Abstract Infection-induced inflammation in the brain frequently drives severe immunopathology, resulting in lasting neurological sequelae or high mortality. Cryptococcus neoformans meningoencephalitis (CM) is one of the leading causes of neurological death worldwide. The pathology of CM is increasingly recognized to be driven by brain inflammation, especially in immunocompetent or immune reconstituted patients. The function of FOXP3+ regulatory T (Treg) cells in maintaining immune balance under these conditions is still controversial. Using a murine CM model, we found that Tregs massively accumulate in the mouse brain, suppressing lethal immune pathology and neurological deterioration during CM. Brain-infiltrating Tregs showed a CD44highCD62Llow activated status similar to effector T cells. Intriguingly, brain Tregs acquire a Th1-like phenotype, expressing transcription factor T-bet, IFN-γ, and chemokine receptor CXCR3. This Th1-like phenotype is critical for Treg accumulation in the brain during CM. Treg depletion using an anti-CD25 antibody intensifies CNS inflammation and results in deteriorated neurological symptoms and increased mortality.

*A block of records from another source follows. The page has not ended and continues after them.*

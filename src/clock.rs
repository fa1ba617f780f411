//! Time sources for the engine.
//!
//! Everything that records timestamps (task timeouts, time-in-state,
//! reconnect backoff) reads the time through a [`Clock`] so that the
//! synchronous core can be driven deterministically in tests.

use std::{
   sync::Arc,
   time::{Duration, Instant},
};

use parking_lot::Mutex;

pub trait Clock: Send + Sync {
   fn now(&self) -> Instant;
}

/// Shared clock handle.
pub type ClockRef = Arc<dyn Clock>;

/// Wall clock backed by [`Instant::now`].
#[derive(Debug, Default, Clone, Copy)]
pub struct SystemClock;

impl Clock for SystemClock {
   fn now(&self) -> Instant {
      Instant::now()
   }
}

/// Clock backed by tokio's timer, which honours `tokio::time::pause`.
#[derive(Debug, Default, Clone, Copy)]
pub struct TokioClock;

impl Clock for TokioClock {
   fn now(&self) -> Instant {
      tokio::time::Instant::now().into_std()
   }
}

/// A clock that only moves when told to.
#[derive(Debug)]
pub struct ManualClock {
   now: Mutex<Instant>,
}

impl ManualClock {
   pub fn new() -> Arc<Self> {
      Arc::new(Self {
         now: Mutex::new(Instant::now()),
      })
   }

   pub fn advance(&self, by: Duration) {
      *self.now.lock() += by;
   }
}

impl Clock for ManualClock {
   fn now(&self) -> Instant {
      *self.now.lock()
   }
}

Mechanistically, we showed that CNS Tregs regulate activation of recruited monocyte-derived cells as well as cytokine production of T effector cells, both of which promote brain immunopathology during CM. Interestingly, Treg depletion only showed a minor effect on glia activation. Therapeutically, we showed that selectively enhancing Treg frequency through low-dose IL-2 treatment improves mice survival and neurological functions during CM. Our findings suggest that Tregs and their products may provide therapeutic opportunities for neuronal protection during CM.